A non-contact blood pressure measurement method developed by Beijing University of Posts and Telecommunications, users do not need to wear any devices or make any physical contact. The system performs blood pressure measurement by emitting millimeter-wave signals to the user’s wrist and capturing the signals reflected back from the wrist arteries.
Experimental results show that the method can accurately estimate systolic and diastolic blood pressure with very small errors.
Thesis: https://dl.acm.org/doi/10.1145/3614439
PDF:https://dl.acm.org/doi/pdf/10.1145/3614439
Working principle:
1. Millimeter wave transmission and reception: The system transmits millimeter waves to the user’s wrist through a special device. Millimeter wave is an electromagnetic wave intermediate between microwave and infrared light in the electromagnetic spectrum.
2. Signal reflection and capture: When millimeter waves hit the wrist, it interacts with the wrist arteries and is reflected back.

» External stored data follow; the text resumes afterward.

/*
 * Petrel mail transfer engine
 * Copyright (C) 2024 the Petrel developers
 *
 * This program is free software: you can redistribute it and/or modify it under
 * the terms of the GNU General Public License as published by the Free Software
 * Foundation, either version 3 of the License, or any later version.
 *
 * This program is distributed in the hope that it will be useful, but WITHOUT
 * ANY WARRANTY; without even the implied warranty of MERCHANTABILITY or FITNESS
 * FOR A PARTICULAR PURPOSE.  See the GNU General Public License for more details.
 *
 * You should have received a copy of the GNU General Public License along with
 * this program. If not, see https://www.gnu.org/licenses/.
 *
*/

/// A validated domain name.
#[derive(Clone, Debug, PartialEq, Eq, Hash, serde_with::SerializeDisplay, serde_with::DeserializeFromStr)]
pub struct Domain(String);

/// The string was not a valid domain name.
#[derive(Debug, Clone, PartialEq, Eq, thiserror::Error)]
#[error("'{0}' is not a valid domain name")]
pub struct InvalidDomain(
    /// Rejected input.
    pub String,
);

impl std::str::FromStr for Domain {
    type Err = InvalidDomain;

    #[inline]
    fn from_str(s: &str) -> Result<Self, Self::Err> {
        addr::parse_domain_name(s)
            .map(|domain| Self(domain.as_str().to_owned()))
            .map_err(|_error| InvalidDomain(s.to_owned()))
    }
}

impl std::fmt::Display for Domain {
    #[inline]
    fn fmt(&self, f: &mut std::fmt::Formatter<'_>) -> std::fmt::Result {
        f.write_str(&self.0)
    }
}

impl Domain {
    /// The domain as text.
    #[must_use]
    #[inline]
    pub fn as_str(&self) -> &str {
        &self.0
    }
}

/// The name a client introduces itself with on HELO/EHLO/LHLO: a domain or
/// an address literal.
#[derive(Debug, Clone, PartialEq, Eq, serde_with::SerializeDisplay, serde_with::DeserializeFromStr)]
pub enum ClientName {
    /// A fully qualified domain name.
    Domain(Domain),
    /// `[127.0.0.1]`
    Ip4(std::net::Ipv4Addr),
    /// `[IPv6:::1]`
    Ip6(std::net::Ipv6Addr),
}

impl std::fmt::Display for ClientName {
    #[inline]
    fn fmt(&self, f: &mut std::fmt::Formatter<'_>) -> std::fmt::Result {
        match self {
            Self::Domain(domain) => write!(f, "{domain}"),
            Self::Ip4(ip) => write!(f, "[{ip}]"),
            Self::Ip6(ip) => write!(f, "[IPv6:{ip}]"),
        }
    }
}

impl std::str::FromStr for ClientName {
    type Err = InvalidDomain;

    #[inline]
    fn from_str(s: &str) -> Result<Self, Self::Err> {
        match s {
            ipv6 if ipv6.len() > "[IPv6:]".len()
                && ipv6.to_lowercase().starts_with("[ipv6:")
                && ipv6.ends_with(']') =>
            {
                ipv6["[IPv6:".len()..ipv6.len() - 1]
                    .parse::<std::net::Ipv6Addr>()
                    .map(Self::Ip6)
                    .map_err(|_error| InvalidDomain(s.to_owned()))
            }
            ipv4 if ipv4.len() > "[]".len() && ipv4.starts_with('[') && ipv4.ends_with(']') => {
                ipv4[1..ipv4.len() - 1]
                    .parse::<std::net::Ipv4Addr>()
                    .map(Self::Ip4)
                    .map_err(|_error| InvalidDomain(s.to_owned()))
            }
            domain => domain.parse::<Domain>().map(Self::Domain),
        }
    }
}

This reflected signal is captured by the system.
3. Data analysis and blood pressure calculation: The captured signals are processed through a series of complex data analysis and algorithms, and finally used to calculate systolic and diastolic blood pressure.
Accuracy Verification:
By comparing it with traditional blood pressure measurement methods, the researchers found that the error of this method was very small and almost negligible.
The results showed that airBP was able to accurately estimate systolic and diastolic blood pressure with a mean error of -0.30 mmHg and -0.23 mmHg and a standard deviation error of 4.80 mmHg and 3.79 mmHg (within the acceptable range specified by the FDA AAMI protocol), respectively, at a distance of up to 26 cm. Even when the surrounding area is crowded, the device can function normally regardless of brightness.
Since it is non-contact, this means it can be used for real-time or continuous blood pressure monitoring, even while the user is sleeping or working.
This technology has the potential to be widely used in a variety of scenarios, including homes, hospitals, and public spaces.